Teresa is a 34-year-old Hispanic G2P2002

Case #1: Teresa
History of Present Illness (HPI): Teresa is a 34-year-old Hispanic G2P2002. She presents to your office today at 10 weeks postpartum (PP) for her 6-week PP check. She underwent a C-section for failure to progress following a 20-hour labor with Pitocin augmentation. She was discharged from the hospital on day 2 postpartum without complications.

Teresa has had difficulty breastfeeding due to discomfort in her suture line and terrible pain in her right breast since discharge. She reports occasional chills but has not measured her temperature at home. She was seen by a lactation consultant in the hospital but says, “nothing is working,” and her son “cries all the time.” She is afraid to feed her son formula because her mother-in-law wants her to “keep trying to breastfeed.” She feels as if she has failed her son: “It was so easy with my first baby. I know my husband thinks I am a bad mother.”

Prior Medical History: None.
Prior Surgical History: Appendectomy (2000).
Current Medications: Prenatal vitamins, stool softener.
Allergies: None.
OB-GYN History: NSVD (2019) healthy female 7 lb 10 oz; C-section healthy male 8 lb 8 oz as per HPI. Menarche at age 12. Cycle length: 5 days. Frequency: every 28 days. Uses 4-5 tampons per day. No history of sexually transmitted infections (STIs). History of abnormal Pap smear in 2019, followed by a normal colposcopy. Last Pap (during recent prenatal care) was normal. HIV negative.
LMP: First PP menstrual cycle last week. Has not resumed sexual activity PP.
Contraception History: Oral contraceptives, condoms.
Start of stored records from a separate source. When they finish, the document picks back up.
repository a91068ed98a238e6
//! Per-document orchestration: read, scan, back up, render.

use std::{
    io,
    path::{Path, PathBuf},
};

use thiserror::Error;
use tokio::fs;
use tracing::{debug, info};

use crate::domain::{formula, outcome::DocumentOutcome};

use super::coordinator::{RenderCoordinator, RenderError};

#[derive(Debug, Error)]
pub enum PipelineError {
    #[error("failed to read document: {0}")]
    Read(io::Error),
    #[error("failed to back up document: {0}")]
    Backup(io::Error),
    #[error("failed to create artifact directory: {0}")]
    OutputDir(io::Error),
    #[error("document path has no file name: {0}")]
    InvalidPath(PathBuf),
    #[error(transparent)]
    Render(#[from] RenderError),
}

/// Processes one document at a time: each instance owns the text it reads,
/// so no locking is needed around document content.
#[derive(Debug, Clone)]
pub struct DocumentPipeline {
    coordinator: RenderCoordinator,
    backup_root: PathBuf,
    artifact_root: PathBuf,
}

impl DocumentPipeline {
    pub fn new(
        coordinator: RenderCoordinator,
        backup_root: PathBuf,
        artifact_root: PathBuf,
    ) -> Self {
        Self {
            coordinator,
            backup_root,
            artifact_root,
        }
    }

    /// Scan a document and render all of its formula blocks.
    ///
    /// A document without formula blocks completes with an empty outcome and
    /// is left untouched: no backup, no artifact directory, no render. Any
    /// read, backup, or render failure fails the whole invocation; no
    /// partial outcome is returned.
    pub async fn process(&self, document: &Path) -> Result<DocumentOutcome, PipelineError> {
        let text = fs::read_to_string(document)
            .await
            .map_err(PipelineError::Read)?;
        let spans = formula::scan(&text);
        if spans.is_empty() {
            debug!(
                target = "application::pipeline",
                document = %document.display(),
                "No formula blocks found"
            );
            return Ok(DocumentOutcome::empty(document.to_owned()));
        }

        let filename = document
            .file_name()
            .ok_or_else(|| PipelineError::InvalidPath(document.to_owned()))?;

        info!(
            target = "application::pipeline",
            document = %document.display(),
            spans = spans.len(),
            "Rendering formula blocks"
        );

        fs::copy(document, self.backup_root.join(filename))
            .await
            .map_err(PipelineError::Backup)?;

        let out_dir = self.artifact_root.join(filename);
        fs::create_dir_all(&out_dir)
            .await
            .map_err(PipelineError::OutputDir)?;

        let results = self.coordinator.render_all(spans, &out_dir).await?;
        Ok(DocumentOutcome {
            document: document.to_owned(),
            results,
        })
    }
}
Social History: Lives with husband, mother-in-law, and children. Stay-at-home mom. Denies alcohol or recreational drug use. Never smoked. Her family speaks Spanish at home; she is fluent in English.
Family History: Unremarkable.
Review of Systems (ROS): Negative except as noted in HPI.

Physical Exam (PE):
VS: BP 110/70, P 90, RR 18, T 38.4°C, Weight 132 lbs.
Teresa’s C-section suture line is healing well without erythema or tenderness. No vaginal discharge or lesions. No cervical motion tenderness (CMT). Uterus is normal size, firm, and non-tender.
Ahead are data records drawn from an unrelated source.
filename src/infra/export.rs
//! The external raster export collaborator: one SVG file in, one PNG file out.

use std::{
    io::{self, ErrorKind},
    path::{Path, PathBuf},
    process::Stdio,
    time::Instant,
};

use thiserror::Error;
use tokio::process::Command;
use tracing::{info, warn};

#[derive(Debug, Error)]
pub enum ExportError {
    #[error("failed to invoke export CLI: {0}")]
    Io(io::Error),
    #[error("export CLI unavailable: {0}")]
    NotFound(io::Error),
    #[error("raster export failed (exit {exit_code:?}): {stderr}")]
    Cli {
        exit_code: Option<i32>,
        stderr: String,
    },
}

/// Wrapper around the vector-to-raster export executable. The CLI takes the
/// input and output paths as positional arguments; errors are propagated,
/// never retried.
#[derive(Debug, Clone)]
pub struct RasterExporter {
    cli_path: PathBuf,
}

impl RasterExporter {
    pub fn new(cli_path: PathBuf) -> Self {
        Self { cli_path }
    }

    pub async fn export(&self, input: &Path, output: &Path) -> Result<(), ExportError> {
        let started_at = Instant::now();

        let result = Command::new(&self.cli_path)
            .arg(input)
            .arg(output)
            .stdin(Stdio::null())
            .stdout(Stdio::null())
            .stderr(Stdio::piped())
            .output()
            .await
            .map_err(|err| {
                warn!(
                    target = "infra::export",
                    op = "export",
                    result = "error",
                    error_code = "spawn_cli",
                    cli_path = %self.cli_path.display(),
                    error = %err,
                    "Failed to spawn export CLI"
                );
                if err.kind() == ErrorKind::NotFound {
                    ExportError::NotFound(err)
                } else {
                    ExportError::Io(err)
                }
            })?;

        if !result.status.success() {
            let exit_code = result.status.code();
            let stderr = String::from_utf8_lossy(&result.stderr).into_owned();
            warn!(
                target = "infra::export",
                op = "export",
                result = "error",
                error_code = "export_cli",
                exit_code = exit_code.map(i64::from).unwrap_or(-1),
                elapsed_ms = started_at.elapsed().as_millis() as u64,
                input = %input.display(),
                stderr = %stderr,
                "Export CLI invocation failed"
            );
            return Err(ExportError::Cli { exit_code, stderr });
        }

        info!(
            target = "infra::export",
            op = "export",
            result = "ok",
            elapsed_ms = started_at.elapsed().as_millis() as u64,
            input = %input.display(),
            output = %output.display(),
            "Artifact exported"
        );
        Ok(())
    }
}
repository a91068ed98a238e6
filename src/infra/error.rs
use thiserror::Error;

#[derive(Debug, Error)]
pub enum InfraError {
    #[error("io error: {0}")]
    Io(#[from] std::io::Error),
    #[error("telemetry initialization failed: {0}")]
    Telemetry(String),
    #[error("configuration error: {message}")]
    Configuration { message: String },
}

impl InfraError {
    pub fn configuration(message: impl Into<String>) -> Self {
        Self::Configuration {
            message: message.into(),
        }
    }

    pub fn telemetry(message: impl Into<String>) -> Self {
        Self::Telemetry(message.into())
    }
}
On breast exam, there is an erythematous, swollen, and painful area on the right breast. The rest of her physical exam is unremarkable.

Case Study #1: Teresa
Teresa, a 34-year-old Hispanic woman, presents at 10 weeks postpartum with significant challenges related to breastfeeding and emotional distress. Her history includes a cesarean section due to failure to progress during labor, and she reports persistent pain in her right breast and discomfort at the suture site. The physical examination reveals an erythematous, swollen, and tender area on the right breast, along with a fever of 38.4°C, suggesting mastitis. This condition, often caused by bacterial infection, is common in breastfeeding women and can lead to systemic symptoms such as chills and fever if untreated (Amir, 2019). Teresa’s emotional state is concerning, as she expresses feelings of inadequacy and guilt, exacerbated by pressure from her mother-in-law to continue breastfeeding despite her difficulties.
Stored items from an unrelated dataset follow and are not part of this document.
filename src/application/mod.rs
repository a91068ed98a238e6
//! Application layer: the extraction-render-rewrite pipeline.

pub mod coordinator;
pub mod error;
pub mod namer;
pub mod pipeline;
pub mod run;
//! The external typesetting collaborator: formula source in, SVG data out.

use std::{
    io::{self, ErrorKind},
    path::PathBuf,
    process::Stdio,
    str::FromStr,
    time::Instant,
};

use thiserror::Error;
use tokio::process::Command;
use tracing::{info, warn};

/// Input language handed to the typesetting CLI.
#[derive(Debug, Clone, Copy, Default, PartialEq, Eq)]
pub enum FormulaFormat {
    #[default]
    Tex,
    InlineTex,
    MathMl,
}

impl FormulaFormat {
    fn as_arg(self) -> &'static str {
        match self {
            FormulaFormat::Tex => "TeX",
            FormulaFormat::InlineTex => "inline-TeX",
            FormulaFormat::MathMl => "MathML",
        }
    }
}

impl FromStr for FormulaFormat {
    type Err = String;

    fn from_str(value: &str) -> Result<Self, Self::Err> {
        match value.to_ascii_lowercase().as_str() {
            "tex" => Ok(FormulaFormat::Tex),
            "inline-tex" => Ok(FormulaFormat::InlineTex),
            "mathml" => Ok(FormulaFormat::MathMl),
            other => Err(format!(
                "unknown formula format `{other}` (expected tex, inline-tex, or mathml)"
            )),
        }
    }
}

/// Explicit typesetting options, fixed at process start.
#[derive(Debug, Clone)]
pub struct TypesetOptions {
    /// Input language. Default: TeX.
    pub format: FormulaFormat,
    /// Output scale factor. Default: 1.0.
    pub scale: f64,
    /// Report typesetting errors instead of rendering an error box. Default: true.
    pub display_errors: bool,
    /// Treat undefined characters as errors. Default: true.
    pub undefined_char_error: bool,
}

impl Default for TypesetOptions {
    fn default() -> Self {
        Self {
            format: FormulaFormat::Tex,
            scale: 1.0,
            display_errors: true,
            undefined_char_error: true,
        }
    }
}

#[derive(Debug, Error)]
pub enum TypesetError {
    #[error("failed to invoke typesetting CLI: {0}")]
    Io(io::Error),
    #[error("typesetting CLI unavailable: {0}")]
    NotFound(io::Error),
    #[error("typesetting failed (exit {exit_code:?}): {stderr}")]
    Cli {
        exit_code: Option<i32>,
        stderr: String,
    },
    #[error("typesetting CLI produced non-UTF-8 output")]
    InvalidOutput,
}

/// Wrapper around the typesetting executable. No extensions are loaded; the
/// options are baked in at construction and shared by every invocation.
#[derive(Debug, Clone)]
pub struct Typesetter {
    cli_path: PathBuf,
    options: TypesetOptions,
}

impl Typesetter {
    pub fn new(cli_path: PathBuf, options: TypesetOptions) -> Self {
        Self { cli_path, options }
    }

    /// Typeset one formula, returning the SVG data printed on stdout.
    pub async fn typeset(&self, formula: &str) -> Result<String, TypesetError> {
        let started_at = Instant::now();

        let mut command = Command::new(&self.cli_path);
        command
            .arg("--format")
            .arg(self.options.format.as_arg())
            .arg("--scale")
            .arg(self.options.scale.to_string());
        if self.options.display_errors {
            command.arg("--display-errors");
        }
        if self.options.undefined_char_error {
            command.arg("--undefined-char-error");
        }
        command
            .arg("--")
            .arg(formula)
            .stdin(Stdio::null())
            .stdout(Stdio::piped())
            .stderr(Stdio::piped());

        let output = command.output().await.map_err(|err| {
            warn!(
                target = "infra::typeset",
                op = "typeset",
                result = "error",
                error_code = "spawn_cli",
                cli_path = %self.cli_path.display(),
                error = %err,
                "Failed to spawn typesetting CLI"
            );
            if err.kind() == ErrorKind::NotFound {
                TypesetError::NotFound(err)
            } else {
                TypesetError::Io(err)
            }
        })?;

        if !output.status.success() {
            let exit_code = output.status.code();
            let stderr = String::from_utf8_lossy(&output.stderr).into_owned();
            warn!(
                target = "infra::typeset",
                op = "typeset",
                result = "error",
                error_code = "typeset_cli",
                exit_code = exit_code.map(i64::from).unwrap_or(-1),
                elapsed_ms = started_at.elapsed().as_millis() as u64,
                stderr = %stderr,
                "Typesetting CLI invocation failed"
            );
            return Err(TypesetError::Cli { exit_code, stderr });
        }

        let svg = String::from_utf8(output.stdout).map_err(|_| TypesetError::InvalidOutput)?;
        info!(
            target = "infra::typeset",
            op = "typeset",
            result = "ok",
            elapsed_ms = started_at.elapsed().as_millis() as u64,
            svg_bytes = svg.len(),
            "Formula typeset"
        );
        Ok(svg)
    }
}

#[cfg(all(test, unix))]
mod tests {
    use std::{fs, os::unix::fs::PermissionsExt, path::PathBuf};

    use tempfile::TempDir;

    use super::*;

    fn make_executable(path: &PathBuf) {
        let mut perms = fs::metadata(path).expect("metadata").permissions();
        perms.set_mode(0o755);
        fs::set_permissions(path, perms).expect("set perms");
    }

    #[tokio::test]
    async fn captures_svg_from_stdout() {
        let dir = TempDir::new().expect("temp dir");
        let script_path = dir.path().join("fake-typeset");
        let args_path = dir.path().join("args.log");
        let script = format!(
            r#"#!/bin/sh
set -eu
echo "$@" > "{args_file}"
for arg in "$@"; do formula="$arg"; done
printf '<svg>%s</svg>' "$formula"
"#,
            args_file = args_path.display()
        );
        fs::write(&script_path, script).expect("write script");
        make_executable(&script_path);

        let typesetter = Typesetter::new(script_path, TypesetOptions::default());
        let svg = typesetter.typeset("x^2").await.expect("svg");
        assert_eq!(svg, "<svg>x^2</svg>");

        let args = fs::read_to_string(&args_path).expect("read args");
        assert!(args.contains("--format TeX"), "unexpected args: {args}");
        assert!(args.contains("--scale 1"), "unexpected args: {args}");
        assert!(args.contains("--display-errors"), "unexpected args: {args}");
        assert!(
            args.contains("--undefined-char-error"),
            "unexpected args: {args}"
        );
    }

    #[tokio::test]
    async fn surfaces_cli_errors() {
        let dir = TempDir::new().expect("temp dir");
        let script_path = dir.path().join("fake-typeset");
        fs::write(
            &script_path,
            r#"#!/bin/sh
echo "undefined control sequence" >&2
exit 5
"#,
        )
        .expect("write script");
        make_executable(&script_path);

        let typesetter = Typesetter::new(script_path, TypesetOptions::default());
        let err = typesetter.typeset("\\nope").await.expect_err("cli failure");
        match err {
            TypesetError::Cli { exit_code, stderr } => {
                assert_eq!(exit_code, Some(5));
                assert!(stderr.contains("undefined control sequence"));
            }
            other => panic!("unexpected error variant: {other:?}"),
        }
    }

    #[tokio::test]
    async fn missing_cli_maps_to_not_found() {
        let typesetter = Typesetter::new(
            PathBuf::from("/nonexistent/typeset-cli"),
            TypesetOptions::default(),
        );
        let err = typesetter.typeset("x").await.expect_err("missing cli");
        assert!(matches!(err, TypesetError::NotFound(_)));
    }
}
The management plan should address both her physical and emotional needs. Immediate treatment for mastitis includes antibiotics such as dicloxacillin or cephalexin, along with pain management using acetaminophen or ibuprofen (Spencer, 2021). Encouraging frequent breastfeeding or pumping from the affected breast is crucial to prevent milk stasis, which can worsen the condition. Teresa should also be reassured that her struggles do not reflect her capabilities as a mother. A referral to a lactation consultant for ongoing support and education on proper breastfeeding techniques may help alleviate her distress. Additionally, addressing her emotional well-being through counseling or support groups could provide her with coping strategies and reduce feelings of isolation (Dennis, 2020).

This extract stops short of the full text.